Concatenate Columns of Cells
1 vue (au cours des 30 derniers jours)
Afficher commentaires plus anciens
Hi,
I have asked this question earlier, but I think I have though of how to better phrase it.
Columns 1 through 5
'01/04/2004' [ 0] [ 0] [ 0] [ 0]
'01/04/2004' [ 0] [ 0] [ 0] [ 0]
[ 0] [ 0] [ 0] [ 0] '05/04/2004'
[ 0] [ 0] [ 0] [ 0] [ 0]
[ 0] [ 0] [ 0] '04/04/2004' [ 0]
[ 0] [ 0] [ 0] [ 0] [ 0]
[ 0] [ 0] [ 0] '04/04/2004' [ 0]
[ 0] '02/04/2004' [ 0] [ 0] [ 0]
[ 0] [ 0] [ 0] [ 0] '05/04/2004'
[ 0] [ 0] [ 0] [ 0] [ 0]
[ 0] [ 0] [ 0] [ 0] [ 0]
[ 0] [ 0] [ 0] [ 0] '05/04/2004'
[ 0] [ 0] [ 0] '04/04/2004' [ 0]
[ 0] [ 0] [ 0] '04/04/2004' [ 0]
[ 0] [ 0] [ 0] [ 0] [ 0]
[ 0] [ 0] [ 0] [ 0] [ 0]
'01/04/2004' [ 0] [ 0] [ 0] [ 0]
[ 0] [ 0] '03/04/2004' [ 0] [ 0]
[ 0] [ 0] [ 0] [ 0] [ 0]
[ 0] [ 0] [ 0] [ 0] [ 0]
'01/04/2004' [ 0] [ 0] [ 0] [ 0]
[ 0] [ 0] [ 0] [ 0] [ 0]
[ 0] [ 0] [ 0] [ 0] [ 0]
[ 0] [ 0] [ 0] [ 0] [ 0]
[ 0] [ 0] '03/04/2004' [ 0] [ 0]
[ 0] [ 0] '03/04/2004' [ 0] [ 0]
[ 0] [ 0] [ 0] [ 0] [ 0]
[ 0] [ 0] [ 0] [ 0] '05/04/2004'
There is only ever one date per row, and I want to concatenate them into one column, removing all the zeros.

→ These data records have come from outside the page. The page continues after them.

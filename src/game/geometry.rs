//! Geometry primitives : 2D vectors, axis-aligned rectangles and a finite segment intersection test.

/// A pair of coordinates, used either as a position, a displacement, or a direction.
///
/// When used as the ball's direction during play, both components stay confined to {-1, 0, 1}. The
/// engine never re-normalizes a direction : the movement speed scales the raw components directly.
#[derive(Debug, Clone, Copy, PartialEq)]
pub struct Vector2 {
    pub x: f64,
    pub y: f64,
}

impl Vector2 {
    pub fn new(x: f64, y: f64) -> Vector2 {
        Vector2 { x, y }
    }
}

/// Axis-aligned rectangle anchored at its top-left corner. Corners are derived, not stored.
#[derive(Debug, Clone, Copy, PartialEq)]
pub struct Rect {
    pub x: f64,
    pub y: f64,
    pub width: f64,
    pub height: f64,
}

impl Rect {
    pub fn new(x: f64, y: f64, width: f64, height: f64) -> Rect {
        Rect {
            x,
            y,
            width,
            height,
        }
    }

    pub fn center(&self) -> Vector2 {
        Vector2::new(self.x + self.width / 2.0, self.y + self.height / 2.0)
    }

    /// Move the rectangle so that its center lands on the given point.
    pub fn set_center(&mut self, center: Vector2) {
        self.x = center.x - self.width / 2.0;
        self.y = center.y - self.height / 2.0;
    }
}

/// Label for the face of a rectangle or wall that a segment hit. The intersection routine itself is
/// side-agnostic : this is a caller-supplied tag carried through for the reflection logic.
#[derive(Debug, Clone, Copy, PartialEq, Eq)]
pub enum EdgeSide {
    Top,
    Bottom,
    Left,
    Right,
}

/// Intersection of the finite segment `p1 -> p2` with the finite segment `p3 -> p4`, using the
/// standard 2x2 determinant method.
///
/// Returns [`None`] when the segments are parallel (zero denominator) or when either intersection
/// parameter falls outside `[0, 1]` - this is a segment test, not a line test.
pub fn segment_intersect(
    p1: Vector2,
    p2: Vector2,
    p3: Vector2,
    p4: Vector2,
    side: EdgeSide,
) -> Option<(Vector2, EdgeSide)> {
    let denom = (p4.y - p3.y) * (p2.x - p1.x) - (p4.x - p3.x) * (p2.y - p1.y);
    if denom == 0.0 {
        return None;
    }
    let t1 = ((p4.x - p3.x) * (p1.y - p3.y) - (p4.y - p3.y) * (p1.x - p3.x)) / denom;
    let t2 = ((p2.x - p1.x) * (p1.y - p3.y) - (p2.y - p1.y) * (p1.x - p3.x)) / denom;
    if !(0.0..=1.0).contains(&t1) || !(0.0..=1.0).contains(&t2) {
        return None;
    }
    let intersection = Vector2::new(p1.x + t1 * (p2.x - p1.x), p1.y + t1 * (p2.y - p1.y));
    Some((intersection, side))
}

#[cfg(test)]
mod tests {
    use super::*;

    const BIAS: f64 = 1.0e-9;

    #[test]
    fn crossing_segments_intersect() {
        let (point, side) = segment_intersect(
            Vector2::new(0.0, 0.0),
            Vector2::new(10.0, 10.0),
            Vector2::new(0.0, 10.0),
            Vector2::new(10.0, 0.0),
            EdgeSide::Top,
        )
        .unwrap();
        assert!((point.x - 5.0).abs() < BIAS);
        assert!((point.y - 5.0).abs() < BIAS);
        assert_eq!(side, EdgeSide::Top);
    }

    #[test]
    fn parallel_segments_do_not_intersect() {
        let result = segment_intersect(
            Vector2::new(0.0, 0.0),
            Vector2::new(10.0, 0.0),
            Vector2::new(0.0, 1.0),
            Vector2::new(10.0, 1.0),
            EdgeSide::Top,
        );
        assert_eq!(result, None);
    }

    #[test]
    fn lines_crossing_outside_the_segments_do_not_intersect() {
        // The infinite lines meet at (15, 15), beyond both segment ends.
        let result = segment_intersect(
            Vector2::new(0.0, 0.0),
            Vector2::new(10.0, 10.0),
            Vector2::new(20.0, 10.0),
            Vector2::new(10.0, 20.0),
            EdgeSide::Left,
        );
        assert_eq!(result, None);
    }

    #[test]
    fn side_tag_is_passed_through_unchanged() {
        for tag in [
            EdgeSide::Top,
            EdgeSide::Bottom,
            EdgeSide::Left,
            EdgeSide::Right,
        ] {
            let (_, side) = segment_intersect(
                Vector2::new(-1.0, -1.0),
                Vector2::new(1.0, 1.0),
                Vector2::new(-1.0, 1.0),
                Vector2::new(1.0, -1.0),
                tag,
            )
            .unwrap();
            assert_eq!(side, tag);
        }
    }

    #[test]
    fn rect_center_round_trips() {
        let mut rect = Rect::new(0.0, 0.0, 30.0, 30.0);
        rect.set_center(Vector2::new(512.0, 384.0));
        assert_eq!(rect.x, 497.0);
        assert_eq!(rect.y, 369.0);
        assert_eq!(rect.center(), Vector2::new(512.0, 384.0));
    }
}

I think it is difficult because of the cell/date format that I have going on. I've managed to make one very long vector of it all, and get rid of the zeros but lose the order they are in.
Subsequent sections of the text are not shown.